Neighbourhood problems increased with increasing Townsend deprivation for low and high grade civil servants. As Figure 1Go shows, there was some suggestion that this increase was larger for lower grades, although the interaction was not statistically significant (P = 0.3). This could indicate greater exposure or vulnerability to problems in the local area amongst lower grade participants. Another explanation is heterogeneity within the neighbourhood; low grade participants may be living in the less well-off parts of neighbourhoods, a possibility which is explored in the next section. Being short of money was not associated with Townsend deprivation except in the low grades: low grade participants living in more-deprived areas had more financial problems (Figure 2Go; test for interaction P = 0.001). Thus there was no support for the hypothesis that poorer people living in rich areas face a higher cost of living and can afford fewer things, although it is possible that we have failed to control adequately for individual socioeconomic position with the measures included here.
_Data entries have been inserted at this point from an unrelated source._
// Copyright (c) 2025 - MV Consulting
//! CPU Architecture Option Type
//!
//! Closed set of processor architectures the server can run on. The
//! canonical literals (`ARM`, `AMD64`) are the only accepted spellings.

use serde::{Deserialize, Serialize};
use std::fmt;
use std::str::FromStr;

use crate::errors::ConstructError;

/// The architecture of the cpu you want to run vscode server on
#[derive(Debug, Clone, Copy, PartialEq, Eq, Hash, Serialize, Deserialize, Default)]
#[serde(try_from = "String", into = "String")]
pub enum LinuxArchitectureType {
    /// ARM architecture (Graviton)
    #[default]
    Arm,
    /// AMD64 architecture
    Amd64,
}

impl LinuxArchitectureType {
    /// Every member of the closed set
    pub const ALL: [LinuxArchitectureType; 2] = [Self::Arm, Self::Amd64];

    /// Field name used when reporting invalid values
    pub const FIELD: &'static str = "instanceCpuArchitecture";

    /// Canonical literal
    pub fn as_str(&self) -> &'static str {
        match self {
            Self::Arm => "ARM",
            Self::Amd64 => "AMD64",
        }
    }

    /// Architecture segment of Canonical's SSM parameter paths
    pub fn ubuntu_path_segment(&self) -> &'static str {
        match self {
            Self::Arm => "arm64",
            Self::Amd64 => "amd64",
        }
    }

    /// Architecture suffix of Amazon Linux SSM parameter paths
    pub fn amazon_linux_suffix(&self) -> &'static str {
        match self {
            Self::Arm => "arm64",
            Self::Amd64 => "x86_64",
        }
    }
}

impl FromStr for LinuxArchitectureType {
    type Err = ConstructError;

    /// Exact, case-sensitive identity match against the closed set
    fn from_str(s: &str) -> Result<Self, Self::Err> {
        Self::ALL
            .into_iter()
            .find(|arch| arch.as_str() == s)
            .ok_or_else(|| {
                ConstructError::invalid_option(Self::FIELD, s, "expected one of ARM, AMD64")
            })
    }
}

impl TryFrom<String> for LinuxArchitectureType {
    type Error = ConstructError;

    fn try_from(value: String) -> Result<Self, Self::Error> {
        value.parse()
    }
}

impl From<LinuxArchitectureType> for String {
    fn from(value: LinuxArchitectureType) -> Self {
        value.as_str().to_string()
    }
}

impl fmt::Display for LinuxArchitectureType {
    fn fmt(&self, f: &mut fmt::Formatter<'_>) -> fmt::Result {
        f.write_str(self.as_str())
    }
}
Amongst the medium and low grades, those living in more deprived areas were more likely to be dissatisfied with their standard of living (Figure 3Go; test for interaction P = 0.006). The variation in position on the ladder across quintiles of area deprivation was fairly small, but nevertheless we found a statistically significant interaction (P < 0.001) between employment grade and area deprivation (Figure 4Go). Amongst the lower grades, position on the ladder decreased with increasing deprivation. Low-grade participants placed themselves an average (SE) of 2.1 (0.07) rungs below high-grade participants. For each 1 standard deviation (SD) increase in Townsend deprivation, low-grade participants placed themselves 0.1 (SE 0.06) rungs lower. For high-grade participants this association was reversed, with those living in the most deprived areas rating themselves as slightly higher on the ladder. For each 1 SD increase in Townsend deprivation, high-grade participants placed themselves 0.07 (SE 0.03) rungs higher. These relationships showed the same patterns for male and female civil servants.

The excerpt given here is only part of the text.